Context: I am playing around with spline fitting module of Eigen library. The fit works nice enough, but I do get some warnings (in Visual Studio 2013).
The question: Why am I able to disable some warnings whereas other persist even after they should have been supressed?
More context:
The "well behaved" warning I get is
warning C4714: function 'const Eigen::Matrix Eigen::DenseBase::eval(void) const' marked as __forceinline not inlined
After a bit of research I learned that this indeed comes with using eigen code. As I prefer not to produce warnings,
#pragma warning(disable : 4714)
works nicely to suppress it.
The "naughty" warning is
warning C4996: 'std::_Partial_sum2': Function call with parameters that may be unsafe - this call relies on the caller to check that the passed values are correct. To disable this warning, use -D_SCL_SECURE_NO_WARNINGS. See documentation on how to use Visual C++ 'Checked Iterators'originating in ChordLengths function of eigen. This one, however, does not let itself be suppressed with
#pragma warning(disable : 4996)(and I am quite sure there is no problem in spacing or such as the above 4714 works nicely), neither does work
#define _SCL_SECURE_NO_WARNINGS #define _CRT_SECURE_NO_WARNINGS
or anything from this thread or all the other similar threads.
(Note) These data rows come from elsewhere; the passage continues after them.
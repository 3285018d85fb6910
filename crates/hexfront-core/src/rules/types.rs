use hexfront_protocol::{AttackRange, ClassTable, Terrain, UnitClass, UnitType};
use serde::Deserialize;

#[derive(Clone, Debug, PartialEq, Eq)]
pub struct TerrainStats {
    pub terrain: Terrain,
    pub attack_bonus: i32,
    pub defense_bonus: i32,
    /// `None` means the class cannot enter.
    pub move_cost: ClassTable<Option<i32>>,
}

#[derive(Clone, Debug, PartialEq, Eq)]
pub struct UnitStats {
    pub kind: UnitType,
    pub class: UnitClass,
    pub max_hp: i32,
    pub attack: i32,
    pub defense: i32,
    pub movement: i32,
    pub attack_range: AttackRange,
    pub max_fuel: i32,
    pub can_counter_attack: bool,
    pub attack_vs: ClassTable<Option<i32>>,
    pub defense_vs: ClassTable<Option<i32>>,
}

/// Inclusive damage band for city capture.
#[derive(Clone, Copy, Debug, PartialEq, Eq, Deserialize)]
pub struct DamageRange {
    pub min: i32,
    pub max: i32,
}

#[derive(Clone, Copy, Debug, PartialEq, Eq, Deserialize)]
pub struct WeatherWeights {
    pub clear: u32,
    pub rain: u32,
    pub heavy_rain: u32,
}

impl WeatherWeights {
    pub fn total(&self) -> u32 {
        self.clear + self.rain + self.heavy_rain
    }
}

#[derive(Clone, Debug, PartialEq, Eq, Deserialize)]
#[serde(default)]
pub struct WeatherTuning {
    pub weights: WeatherWeights,
    pub rain_increment: u32,
    pub heavy_rain_increment: u32,
    /// Consecutive adverse-weather turns after which plains turn to mud.
    pub mud_threshold: u32,
}

impl Default for WeatherTuning {
    fn default() -> Self {
        Self {
            weights: WeatherWeights {
                clear: 1,
                rain: 1,
                heavy_rain: 1,
            },
            rain_increment: 1,
            heavy_rain_increment: 2,
            mud_threshold: 3,
        }
    }
}

/// Scalar balance knobs. Every field falls back to its default when absent from `tuning.yaml`.
#[derive(Clone, Debug, PartialEq, Eq, Deserialize)]
#[serde(default)]
pub struct Tuning {
    /// Extra movement cost for entering a tile adjacent to an enemy.
    pub zoc_surcharge: i32,
    pub xp_cap: i32,
    pub city_hp: i32,
    pub city_heal_rate: i32,
    pub unit_heal_hp: i32,
    pub refuel_in_city: bool,
    pub capture_damage_high: DamageRange,
    pub capture_damage_low: DamageRange,
    pub weather: WeatherTuning,
}

impl Default for Tuning {
    fn default() -> Self {
        Self {
            zoc_surcharge: 2,
            xp_cap: 100,
            city_hp: 10,
            city_heal_rate: 2,
            unit_heal_hp: 2,
            refuel_in_city: true,
            capture_damage_high: DamageRange { min: 6, max: 8 },
            capture_damage_low: DamageRange { min: 3, max: 5 },
            weather: WeatherTuning::default(),
        }
    }
}

/// Rule tables indexed by enum discriminant. Built by [`crate::load_rules`].
#[derive(Clone, Debug)]
pub struct CompiledRules {
    pub terrains: Vec<TerrainStats>,
    pub units: Vec<UnitStats>,
    pub tuning: Tuning,
}

impl CompiledRules {
    #[inline]
    pub fn terrain(&self, terrain: Terrain) -> &TerrainStats {
        &self.terrains[terrain.index()]
    }

    #[inline]
    pub fn unit(&self, kind: UnitType) -> &UnitStats {
        &self.units[kind.index()]
    }

    #[inline]
    pub fn move_cost(&self, terrain: Terrain, class: UnitClass) -> Option<i32> {
        self.terrain(terrain).move_cost.get(class)
    }
}

#[derive(Debug, Deserialize)]
pub(crate) struct RawTerrain {
    #[serde(default)]
    pub attack_bonus: i32,
    #[serde(default)]
    pub defense_bonus: i32,
    #[serde(default)]
    pub move_cost: ClassTable<Option<i32>>,
}

#[derive(Debug, Deserialize)]
pub(crate) struct RawUnit {
    pub class: UnitClass,
    pub max_hp: i32,
    pub attack: i32,
    pub defense: i32,
    pub movement: i32,
    pub attack_range: AttackRange,
    pub max_fuel: i32,
    #[serde(default = "default_true")]
    pub can_counter_attack: bool,
    #[serde(default)]
    pub attack_vs: ClassTable<Option<i32>>,
    #[serde(default)]
    pub defense_vs: ClassTable<Option<i32>>,
}

fn default_true() -> bool {
    true
}

impl RawTerrain {
    pub fn compile(self, terrain: Terrain) -> TerrainStats {
        TerrainStats {
            terrain,
            attack_bonus: self.attack_bonus,
            defense_bonus: self.defense_bonus,
            move_cost: self.move_cost,
        }
    }
}

impl RawUnit {
    pub fn compile(self, kind: UnitType) -> UnitStats {
        UnitStats {
            kind,
            class: self.class,
            max_hp: self.max_hp,
            attack: self.attack,
            defense: self.defense,
            movement: self.movement,
            attack_range: self.attack_range,
            max_fuel: self.max_fuel,
            can_counter_attack: self.can_counter_attack,
            attack_vs: self.attack_vs,
            defense_vs: self.defense_vs,
        }
    }
}
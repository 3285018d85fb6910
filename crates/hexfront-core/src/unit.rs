use serde::{Deserialize, Serialize};

use hexfront_protocol::{
    AttackRange, ClassTable, Hex, Team, UnitClass, UnitId, UnitSnapshot, UnitType,
};

use crate::rules::CompiledRules;

#[derive(Clone, Debug, PartialEq, Eq, Serialize, Deserialize)]
pub struct Unit {
    pub id: UnitId,
    pub kind: UnitType,
    pub class: UnitClass,
    pub team: Team,
    pub position: Hex,
    pub hp: i32,
    pub max_hp: i32,
    pub attack: i32,
    pub defense: i32,
    pub attack_vs: ClassTable<Option<i32>>,
    pub defense_vs: ClassTable<Option<i32>>,
    pub movement: i32,
    pub attack_range: AttackRange,
    pub fuel: i32,
    pub max_fuel: i32,
    pub xp: i32,
    pub moved: bool,
    pub attacked: bool,
    pub can_counter_attack: bool,
}

impl Unit {
    /// Fresh unit at full hp and fuel with stats copied from the rules table.
    pub fn from_rules(
        id: UnitId,
        kind: UnitType,
        team: Team,
        position: Hex,
        rules: &CompiledRules,
    ) -> Self {
        let stats = rules.unit(kind);
        Self {
            id,
            kind,
            class: stats.class,
            team,
            position,
            hp: stats.max_hp,
            max_hp: stats.max_hp,
            attack: stats.attack,
            defense: stats.defense,
            attack_vs: stats.attack_vs,
            defense_vs: stats.defense_vs,
            movement: stats.movement,
            attack_range: stats.attack_range,
            fuel: stats.max_fuel,
            max_fuel: stats.max_fuel,
            xp: 0,
            moved: false,
            attacked: false,
            can_counter_attack: stats.can_counter_attack,
        }
    }

    #[inline]
    pub fn attack_against(&self, class: UnitClass) -> i32 {
        self.attack_vs.get(class).unwrap_or(self.attack)
    }

    #[inline]
    pub fn defense_against(&self, class: UnitClass) -> i32 {
        self.defense_vs.get(class).unwrap_or(self.defense)
    }

    /// Movement points usable this turn: the smaller of movement and fuel.
    #[inline]
    pub fn move_budget(&self) -> i32 {
        self.movement.min(self.fuel).max(0)
    }

    /// Applies damage, clamped at zero. Returns true when the unit is destroyed.
    pub fn take_damage(&mut self, damage: i32) -> bool {
        self.hp = (self.hp - damage.max(0)).max(0);
        self.hp == 0
    }

    pub fn gain_xp(&mut self, amount: i32, cap: i32) {
        self.xp = (self.xp + amount.max(0)).min(cap);
    }

    pub fn heal(&mut self, amount: i32) {
        self.hp = (self.hp + amount.max(0)).min(self.max_hp);
    }

    pub fn refuel(&mut self) {
        self.fuel = self.max_fuel;
    }

    /// Marks the unit as done for the turn.
    pub fn exhaust(&mut self) {
        self.moved = true;
        self.attacked = true;
    }

    pub fn ready(&mut self) {
        self.moved = false;
        self.attacked = false;
    }

    pub fn snapshot(&self) -> UnitSnapshot {
        UnitSnapshot {
            id: self.id,
            kind: self.kind,
            team: self.team,
            position: self.position,
            hp: self.hp,
            max_hp: self.max_hp,
            fuel: self.fuel,
            xp: self.xp,
        }
    }
}
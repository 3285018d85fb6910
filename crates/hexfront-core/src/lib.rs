mod board;
pub mod capture;
pub mod combat;
mod game;
pub mod history;
pub mod movement;
mod narrative;
mod rules;
mod state;
pub mod turn;
mod unit;
pub mod victory;
pub mod weather;

pub use crate::board::*;
pub use crate::capture::{CaptureError, CaptureOutcome};
pub use crate::combat::{CombatError, CombatOutcome};
pub use crate::game::*;
pub use crate::history::{GameStateSnapshot, History};
pub use crate::narrative::*;
pub use crate::rules::*;
pub use crate::state::*;
pub use crate::unit::*;
pub use crate::weather::TerrainShift;
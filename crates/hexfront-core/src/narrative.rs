//! Battle narration. The engine calls a [`Narrator`] after combat has been committed and falls
//! back to [`TemplateNarrator`] when it fails.

use thiserror::Error;

use hexfront_protocol::{Terrain, UnitSnapshot};

#[derive(Debug, Error)]
pub enum NarrativeError {
    #[error("narrative source unavailable: {0}")]
    Unavailable(String),
    #[error("narrative source returned an empty report")]
    Empty,
}

/// Facts a narrator may describe. Units are as they stood before the attack.
#[derive(Clone, Copy, Debug)]
pub struct BattleFacts<'a> {
    pub attacker: &'a UnitSnapshot,
    pub defender: &'a UnitSnapshot,
    pub terrain: Terrain,
    pub damage: i32,
    pub counter_damage: Option<i32>,
}

pub trait Narrator {
    fn narrate(&self, facts: &BattleFacts<'_>) -> Result<String, NarrativeError>;
}

#[derive(Clone, Copy, Debug, Default)]
pub struct TemplateNarrator;

impl Narrator for TemplateNarrator {
    fn narrate(&self, facts: &BattleFacts<'_>) -> Result<String, NarrativeError> {
        Ok(template_report(facts))
    }
}

pub fn template_report(facts: &BattleFacts<'_>) -> String {
    let mut report = format!(
        "{} attacks {} for {} damage!",
        facts.attacker.kind, facts.defender.kind, facts.damage
    );
    if let Some(counter) = facts.counter_damage {
        report.push_str(&format!(
            "\n\nCounter-attack! {} attacks {} for {} damage!",
            facts.defender.kind, facts.attacker.kind, counter
        ));
    }
    report
}

/// Asks `narrator` for a report; any failure or blank answer yields the template text.
pub fn narrate_or_fallback(narrator: &dyn Narrator, facts: &BattleFacts<'_>) -> String {
    match narrator.narrate(facts) {
        Ok(report) if !report.trim().is_empty() => report,
        Ok(_) => {
            tracing::warn!(error = %NarrativeError::Empty, "narrator fallback");
            template_report(facts)
        }
        Err(err) => {
            tracing::warn!(error = %err, "narrator fallback");
            template_report(facts)
        }
    }
}

#[cfg(test)]
mod tests {
    use hexfront_protocol::{Hex, Team, UnitId, UnitType};

    use super::*;

    struct Offline;

    impl Narrator for Offline {
        fn narrate(&self, _facts: &BattleFacts<'_>) -> Result<String, NarrativeError> {
            Err(NarrativeError::Unavailable("timeout".into()))
        }
    }

    struct Blank;

    impl Narrator for Blank {
        fn narrate(&self, _facts: &BattleFacts<'_>) -> Result<String, NarrativeError> {
            Ok("   ".into())
        }
    }

    fn snapshot(id: u32, kind: UnitType, team: Team) -> UnitSnapshot {
        UnitSnapshot {
            id: UnitId(id),
            kind,
            team,
            position: Hex::new(0, 0),
            hp: 10,
            max_hp: 10,
            fuel: 40,
            xp: 0,
        }
    }

    #[test]
    fn template_mentions_counter_attack() {
        let tank = snapshot(1, UnitType::Tank, Team::Blue);
        let infantry = snapshot(2, UnitType::Infantry, Team::Red);
        let facts = BattleFacts {
            attacker: &tank,
            defender: &infantry,
            terrain: Terrain::Forest,
            damage: 3,
            counter_damage: Some(1),
        };
        assert_eq!(
            template_report(&facts),
            "Tank attacks Infantry for 3 damage!\n\nCounter-attack! Infantry attacks Tank for 1 damage!"
        );
    }

    #[test]
    fn failing_narrators_fall_back_to_template() {
        let artillery = snapshot(1, UnitType::Artillery, Team::Blue);
        let infantry = snapshot(2, UnitType::Infantry, Team::Red);
        let facts = BattleFacts {
            attacker: &artillery,
            defender: &infantry,
            terrain: Terrain::City,
            damage: 6,
            counter_damage: None,
        };
        let expected = "Artillery attacks Infantry for 6 damage!";
        assert_eq!(narrate_or_fallback(&Offline, &facts), expected);
        assert_eq!(narrate_or_fallback(&Blank, &facts), expected);
        assert_eq!(narrate_or_fallback(&TemplateNarrator, &facts), expected);
    }
}
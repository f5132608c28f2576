use std::collections::HashMap;
use std::sync::Mutex;

use futures::future::{BoxFuture, Shared};

use crate::Payload;
use crate::error::ApiError;

use super::CacheKey;

/// A pending request that any number of callers can await.
///
/// All joiners observe the identical settlement, value or error.
pub type SharedOperation = Shared<BoxFuture<'static, Result<Payload, ApiError>>>;

/// Registry of requests currently on the wire, used for deduplication.
///
/// The coordinator's correctness hinges on the lookup and the registration of
/// an operation being atomic: two callers that both miss the registry would
/// each start a redundant network call. [`join_or_insert`] therefore performs
/// both steps under a single lock acquisition.
///
/// [`join_or_insert`]: InFlightRegistry::join_or_insert
#[derive(Debug, Default)]
pub struct InFlightRegistry {
    operations: Mutex<HashMap<CacheKey, SharedOperation>>,
}

impl InFlightRegistry {
    /// Returns the pending operation for `key`, if one is on the wire.
    pub fn join(&self, key: &CacheKey) -> Option<SharedOperation> {
        self.operations.lock().unwrap().get(key).cloned()
    }

    /// Joins the pending operation for `key`, or registers the one produced
    /// by `create`.
    ///
    /// Returns the operation together with a flag indicating whether it was
    /// newly registered. `create` runs while the internal lock is held, so it
    /// must only construct the future, not poll or block on it.
    pub fn join_or_insert(
        &self,
        key: &CacheKey,
        create: impl FnOnce() -> SharedOperation,
    ) -> (SharedOperation, bool) {
        let mut operations = self.operations.lock().unwrap();
        if let Some(existing) = operations.get(key) {
            return (existing.clone(), false);
        }

        let operation = create();
        operations.insert(key.clone(), operation.clone());
        (operation, true)
    }

    /// Removes the registration for `key`.
    ///
    /// Invoked exactly once per operation when it settles, via a drop guard
    /// inside the operation itself, so not even a cancelled operation can
    /// leave a permanently stuck entry behind.
    pub fn release(&self, key: &CacheKey) {
        if self.operations.lock().unwrap().remove(key).is_none() {
            tracing::debug!(%key, "released an in-flight slot that was not registered");
        }
    }

    /// Number of requests currently on the wire.
    pub fn len(&self) -> usize {
        self.operations.lock().unwrap().len()
    }

    pub fn is_empty(&self) -> bool {
        self.len() == 0
    }
}

#[cfg(test)]
mod tests {
    use std::sync::Arc;

    use futures::FutureExt;
    use serde_json::json;

    use super::*;

    fn operation(value: i64) -> SharedOperation {
        async move { Ok(Arc::new(json!(value))) }.boxed().shared()
    }

    #[test]
    fn test_join_misses_on_empty_registry() {
        let registry = InFlightRegistry::default();
        let key = CacheKey::for_read("plans", &[]);

        assert!(registry.join(&key).is_none());
        assert!(registry.is_empty());
    }

    #[tokio::test]
    async fn test_second_caller_joins_the_first_operation() {
        let registry = InFlightRegistry::default();
        let key = CacheKey::for_read("plans", &[]);

        let (first, created) = registry.join_or_insert(&key, || operation(1));
        assert!(created);

        // The second closure must not run; the first operation wins.
        let (second, created) = registry.join_or_insert(&key, || unreachable!());
        assert!(!created);

        assert_eq!(registry.len(), 1);
        assert_eq!(first.await.unwrap(), second.await.unwrap());
    }

    #[tokio::test]
    async fn test_release_frees_the_slot() {
        let registry = InFlightRegistry::default();
        let key = CacheKey::for_read("plans", &[]);

        registry.join_or_insert(&key, || operation(1));
        registry.release(&key);

        assert!(registry.join(&key).is_none());

        // Releasing again is a no-op.
        registry.release(&key);
    }
}
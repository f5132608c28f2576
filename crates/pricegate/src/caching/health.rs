use std::sync::Mutex;
use std::time::Duration;

use tokio::time::Instant;

use crate::config::HealthConfig;

#[derive(Debug, Clone, Copy, Default)]
struct HealthState {
    consecutive_failures: u32,
    block_until: Option<Instant>,
}

/// Read-only view of the breaker state, for observability.
#[derive(Debug, Clone, Copy, PartialEq, Eq)]
pub struct HealthSnapshot {
    /// Failures recorded since the last success or reset.
    pub consecutive_failures: u32,
    /// Remaining duration of the current block episode, if one is active.
    pub retry_after: Option<Duration>,
}

/// Circuit breaker guarding the remote API.
///
/// A single failure opens the breaker for a fixed block duration. That is
/// deliberately stricter than the usual "N consecutive failures" policy: it
/// contains request storms against a failing backend quickly, at the cost of
/// briefly blocking after a transient blip. While a block episode is active,
/// further failures are counted but do not push the deadline out.
pub struct HealthMonitor {
    block_time: Duration,
    state: Mutex<HealthState>,
}

impl HealthMonitor {
    pub fn new(config: &HealthConfig) -> Self {
        Self {
            block_time: config.block_time,
            state: Mutex::new(HealthState::default()),
        }
    }

    /// Records a failed request, opening the breaker if it is not already open.
    pub fn record_failure(&self) {
        let now = Instant::now();
        let mut state = self.state.lock().unwrap();

        state.consecutive_failures += 1;

        let already_blocked = state.block_until.is_some_and(|until| now < until);
        if !already_blocked {
            state.block_until = Some(now + self.block_time);
            tracing::info!(
                failures = state.consecutive_failures,
                block_time = %humantime::format_duration(self.block_time),
                "blocking api requests after failure"
            );
        }
    }

    /// Records a successful request, closing the breaker and clearing the
    /// failure count.
    pub fn record_success(&self) {
        let mut state = self.state.lock().unwrap();
        if state.consecutive_failures > 0 {
            tracing::info!(
                failures = state.consecutive_failures,
                "api recovered, resetting health state"
            );
        }
        *state = HealthState::default();
    }

    /// Manually closes the breaker, regardless of its current state.
    pub fn reset(&self) {
        *self.state.lock().unwrap() = HealthState::default();
    }

    pub fn is_available(&self) -> bool {
        self.retry_after().is_none()
    }

    /// If the breaker is open, returns how long callers have to wait.
    pub fn retry_after(&self) -> Option<Duration> {
        let state = self.state.lock().unwrap();
        let until = state.block_until?;
        let remaining = until.checked_duration_since(Instant::now())?;
        (!remaining.is_zero()).then_some(remaining)
    }

    pub fn snapshot(&self) -> HealthSnapshot {
        let now = Instant::now();
        let state = self.state.lock().unwrap();
        let retry_after = state
            .block_until
            .and_then(|until| until.checked_duration_since(now))
            .filter(|remaining| !remaining.is_zero());

        HealthSnapshot {
            consecutive_failures: state.consecutive_failures,
            retry_after,
        }
    }
}
use std::time::Duration;

use thiserror::Error;

/// An error produced while fetching from or writing to the remote API.
///
/// The variants are cheap to clone because every caller that joined an
/// in-flight request receives its own copy of the settlement.
#[derive(Debug, Clone, PartialEq, Eq, Error)]
pub enum ApiError {
    /// The circuit breaker is open and no network attempt was made.
    ///
    /// Carries the remaining duration of the current block episode. This error
    /// is never retried automatically.
    #[error("api is temporarily blocked, retry after {0:?}")]
    Blocked(Duration),
    /// The transport's own timeout fired before a response arrived.
    ///
    /// Counts as an ordinary failure for health tracking.
    #[error("request timed out after {0:?}")]
    Timeout(Duration),
    /// A network failure or a non-2xx response from the backend.
    ///
    /// The attached string contains the root cause or the server's response.
    #[error("request failed: {0}")]
    Transport(String),
    /// The response body could not be interpreted as the expected structure.
    ///
    /// Counts as a failure for health tracking, but is surfaced distinctly
    /// to make backend contract changes easy to spot.
    #[error("malformed response: {0}")]
    Decode(String),
}

impl ApiError {
    /// Whether this error means the circuit breaker refused the request.
    pub fn is_blocked(&self) -> bool {
        matches!(self, ApiError::Blocked(_))
    }
}

impl From<serde_json::Error> for ApiError {
    fn from(err: serde_json::Error) -> Self {
        Self::Decode(err.to_string())
    }
}
//! The boundary to the actual HTTP backend.
//!
//! The engine treats the transport as an opaque asynchronous function; the
//! bundled [`HttpTransport`] talks to the real API proxy, tests substitute
//! their own implementation.

use std::fmt;

use futures::future::BoxFuture;

use crate::error::ApiError;

mod http;

pub use http::HttpTransport;

/// HTTP verbs the engine issues.
#[derive(Debug, Clone, Copy, PartialEq, Eq, Hash)]
pub enum Method {
    Get,
    Post,
    Put,
    Delete,
}

impl Method {
    pub fn as_str(&self) -> &'static str {
        match self {
            Method::Get => "GET",
            Method::Post => "POST",
            Method::Put => "PUT",
            Method::Delete => "DELETE",
        }
    }
}

impl fmt::Display for Method {
    fn fmt(&self, f: &mut fmt::Formatter<'_>) -> fmt::Result {
        f.write_str(self.as_str())
    }
}

/// One request to the remote API.
#[derive(Debug, Clone)]
pub struct ApiRequest {
    pub method: Method,
    pub path: String,
    /// Query parameters, already sorted by the key derivation.
    pub query: Vec<(String, String)>,
    /// JSON body for mutations.
    pub body: Option<serde_json::Value>,
}

impl ApiRequest {
    pub fn get(path: impl Into<String>, query: Vec<(String, String)>) -> Self {
        Self {
            method: Method::Get,
            path: path.into(),
            query,
            body: None,
        }
    }

    pub fn write(method: Method, path: impl Into<String>, body: Option<serde_json::Value>) -> Self {
        Self {
            method,
            path: path.into(),
            query: Vec::new(),
            body,
        }
    }
}

/// An asynchronous connection to the backend.
///
/// Implementations are expected to apply their own request timeout; the
/// coordinator treats a timeout like any other failure. The returned future
/// must be `'static`, implementations move cheaply cloneable clients into it.
pub trait Transport: Send + Sync + 'static {
    fn send(&self, request: ApiRequest) -> BoxFuture<'static, Result<serde_json::Value, ApiError>>;
}
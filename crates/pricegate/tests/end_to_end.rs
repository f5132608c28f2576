//! The full stack against a real local server: resource handles on top of the
//! service on top of the HTTP transport.

use std::sync::Arc;
use std::sync::atomic::Ordering;

use pricegate::config::Config;
use pricegate::resource::ResourceClient;
use pricegate::service::ApiService;
use pricegate::transport::HttpTransport;
use serde_json::json;

use pricegate_test as test;

fn service_for(server: &test::Server) -> Arc<ApiService> {
    let mut config = Config::default();
    config.http.base_url = server.url("/");
    let transport = HttpTransport::new(&config.http).unwrap();
    ApiService::new(&config, Arc::new(transport))
}

#[tokio::test]
async fn test_reads_share_the_cache_and_mutations_invalidate_it() {
    test::setup();
    let (server, hits) = test::counting_json_server(json!({"plans": ["basic", "deluxe"]}));
    let service = service_for(&server);

    let first = ResourceClient::new(service.clone(), "plans");
    let second = ResourceClient::new(service.clone(), "plans");

    let payload = first.refetch(false).await.unwrap();
    assert_eq!(*payload, json!({"plans": ["basic", "deluxe"]}));

    // The second handle is served from the shared cache.
    second.refetch(false).await.unwrap();
    assert_eq!(hits.load(Ordering::SeqCst), 1);

    // A write invalidates, so the next read goes back to the network.
    first.create(json!({"title": "Premium"})).await.unwrap();
    second.refetch(false).await.unwrap();
    assert_eq!(hits.load(Ordering::SeqCst), 3);

    // Distinct query parameters are a distinct cache entry.
    let filtered = ResourceClient::new(service, "plans")
        .with_params([("currency", "eur")]);
    filtered.refetch(false).await.unwrap();
    assert_eq!(hits.load(Ordering::SeqCst), 4);
}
Why is that? Do I overlook something obvious?
For now I 'solved' the issue in a rather ugly way: I have rewritten the ChordLengths function into my code replacing the problematic line
std::partial_sum(chord_lengths.data(), chord_lengths.data()+n,chord_lengths.data());
with a version of my own. I dislike this approach, but it solves the problem. Still, I would prefer to understand why nothing I tried to suppress the warning worked.
Bonus: How do I actually supress the warning?